Saint-Vaast-la-Hougue () is a commune in the Manche department in Normandy in north-western France.

Toponymy
Saint-Vaast is the Norman name of Saint Vedast and Hougue is a Norman language word meaning a "mound" or "loaf" and comes from the Old Norse word haugr.

Geography

Saint-Vaast-la-Hougue is part of the canton of Val-de-Saire and the arrondissement of Cherbourg. The town had a population of 1,712 in 2019. The island of Tatihou forms part of the Saint-Vaast-la-Hougue commune.

History

Saint-Vaast-la-Hougue is located in Normandy and was a part of the Duchy of Normandy.

In 1001, near Saint-Vaast-la-Hougue, Néel I de Saint-Saveur (related with Saint-Sauveur-le-Vicomte in the Cotentin Peninsula) (occasionally named Nigel or Niel), a Norman baron of the House of Saint-Sauveur (fr), repulsed an Anglo-Saxon incursion led by King Æthelred II; a pillaging raid in reprisal for the Viking expeditions into the Anglo-Saxon kingdom.

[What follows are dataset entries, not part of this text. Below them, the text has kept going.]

/*
 * Copyright (c) 2021 Works Applications Co., Ltd.
 *
 * Licensed under the Apache License, Version 2.0 (the "License");
 * you may not use this file except in compliance with the License.
 * You may obtain a copy of the License at
 *
 *     http://www.apache.org/licenses/LICENSE-2.0
 *
 * Unless required by applicable law or agreed to in writing, software
 * distributed under the License is distributed on an "AS IS" BASIS,
 * WITHOUT WARRANTIES OR CONDITIONS OF ANY KIND, either express or implied.
 * See the License for the specific language governing permissions and
 * limitations under the License.
 */

//! The tagging pipeline.

use std::path::Path;

use indexmap::IndexMap;

use crate::error::SejongResult;
use crate::lattice::node::Node;
use crate::lattice::Lattice;
use crate::model::Model;
use crate::path::longest_path;
use crate::tag::Tag;

/// Decodes the most probable morpheme/tag sequence of a sentence.
///
/// The model is read-only during tagging, so a shared tagger may serve
/// concurrent calls; user-dictionary edits take `&mut self` and belong to
/// setup time.
pub struct HmmTagger {
    model: Model,
}

impl HmmTagger {
    pub fn new(model: Model) -> HmmTagger {
        HmmTagger { model }
    }

    /// Loads a trained model artifact.
    pub fn from_path<P: AsRef<Path>>(path: P) -> SejongResult<HmmTagger> {
        Ok(HmmTagger::new(Model::from_path(path)?))
    }

    pub fn model(&self) -> &Model {
        &self.model
    }

    /// Display name of a tag.
    pub fn tag_name(&self, tag: Tag) -> &str {
        self.model.tags().name(tag)
    }

    /// Tags a sentence.
    ///
    /// Builds the candidate lattice, decodes the maximum-weight path,
    /// infers concrete tags for unknown spans and strips the sentinels.
    pub fn tag(&self, sentence: &str) -> SejongResult<Vec<(String, Tag)>> {
        let lattice = Lattice::build(&self.model, sentence);
        let graph = lattice.weigh(&self.model);

        let (path, _cost) = longest_path(&graph, lattice.bos(), lattice.eos())?;

        let pos = flatten(&path);
        let pos = self.infer_unknown(pos);
        Ok(postprocess(pos))
    }

    /// Inserts a user-dictionary emission entry. Must happen before
    /// tagging starts, never mid-serving.
    pub fn add_user_dictionary(&mut self, word: &str, tag_name: &str, score: f64) {
        self.model.add_entry(word, tag_name, score);
    }

    /// Replaces Unk entries of the decoded sequence with the most likely
    /// tag given their neighbors.
    ///
    /// The score map starts from the begin table for the first real token,
    /// or from the previous tag's transition row otherwise, and adds the
    /// transition column into the successor's tag. An empty map falls back
    /// to Noun. Ties resolve to the earliest-inserted tag.
    fn infer_unknown(&self, pos: Vec<(String, Tag)>) -> Vec<(String, Tag)> {
        if pos.is_empty() {
            return pos;
        }

        let last = pos.len() - 1;
        let mut inferred = Vec::with_capacity(pos.len());
        for i in 0..last {
            if pos[i].1 != Tag::UNK {
                inferred.push(pos[i].clone());
                continue;
            }

            let mut tag_prob: IndexMap<Tag, f64> = IndexMap::new();
            if i == 1 {
                for (tag, p) in self.model.begins() {
                    tag_prob.insert(tag, p);
                }
            } else {
                for ((prev, next), p) in self.model.transitions() {
                    if prev == pos[i - 1].1 {
                        tag_prob.insert(next, p);
                    }
                }
            }

            let successor = pos[i + 1].1;
            for ((tag, next), p) in self.model.transitions() {
                if next == successor {
                    *tag_prob.entry(tag).or_insert(0.0) += p;
                }
            }

            let best = tag_prob
                .iter()
                .fold(None::<(Tag, f64)>, |best, (&tag, &p)| match best {
                    Some((_, best_p)) if best_p >= p => best,
                    _ => Some((tag, p)),
                })
                .map(|(tag, _)| tag)
                .unwrap_or(Tag::NOUN);
            inferred.push((pos[i].0.clone(), best));
        }
        inferred.push(pos[last].clone());
        inferred
    }
}

/// Expands path nodes into (morph, tag) pairs; a lemmatized node
/// contributes its stem and its ending separately.
fn flatten(path: &[Node]) -> Vec<(String, Tag)> {
    let mut pos = Vec::with_capacity(path.len());
    for node in path {
        let mut morphs = node.morphs();
        if let Some(first) = morphs.next() {
            pos.push((first.to_string(), node.tag0));
        }
        if let Some(second) = morphs.next() {
            pos.push((second.to_string(), node.tag1));
        }
    }
    pos
}

/// Strips the BOS and EOS sentinel entries.
fn postprocess(pos: Vec<(String, Tag)>) -> Vec<(String, Tag)> {
    let n = pos.len();
    pos.into_iter().skip(1).take(n.saturating_sub(2)).collect()
}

The raid failed thanks to the effort of Neel, who exterminated the invaders at the Battle of Val-de-Saire.

When Edward III landed 12,000 men in France on 12 July 1346 and proceeded toward what would become the battle of Crécy, it was on the sandy stretch that lies between La Hougue and St Vaast.

The naval Battle of La Hougue took place off the town in 1692. On 3 June 1692 during a heated battle with the Anglo-Dutch fleet, twelve French ships were sunk in the vicinity of the island of Tatihou, just off the coast of Saint-Vaast-la-Hougue. It was the decisive naval battle of the Nine Years' War, also known as the War of the English Succession.

Following the French defeat, two fortified towers were built from 1694 onwards on the mound at La Hougue and Tatihou Island by a student of Vauban, Benjamin de Combes, in order to defend the bay. The towers were inscribed on the UNESCO World Heritage List in 2008 as part of the Fortifications of Vauban site for their testimony to Vauban's work and its importance in the development of military architecture from the 17th through the 19th centuries.

A French frigate squadron anchored at Saint-Vaast-la-Hougue was attacked by a British squadron at the action of 15 November 1810, which ultimately led to the destruction of the French ship French frigate Elisa.

The harbor was developed during the course of the 19th century. The jetty was built between 1828 and 1845, followed by the quayside from 1846 to 1852. Later on, breakwaters were added around the harbor. In 1982, the port was closed off with two large hydraulic gates which keep the water level constant at low tide. This allowed the construction of a large marina which can accommodate 704 yachts, including 100 moorings for visitors. Nowadays, the post is shared by fishing boats and yachts.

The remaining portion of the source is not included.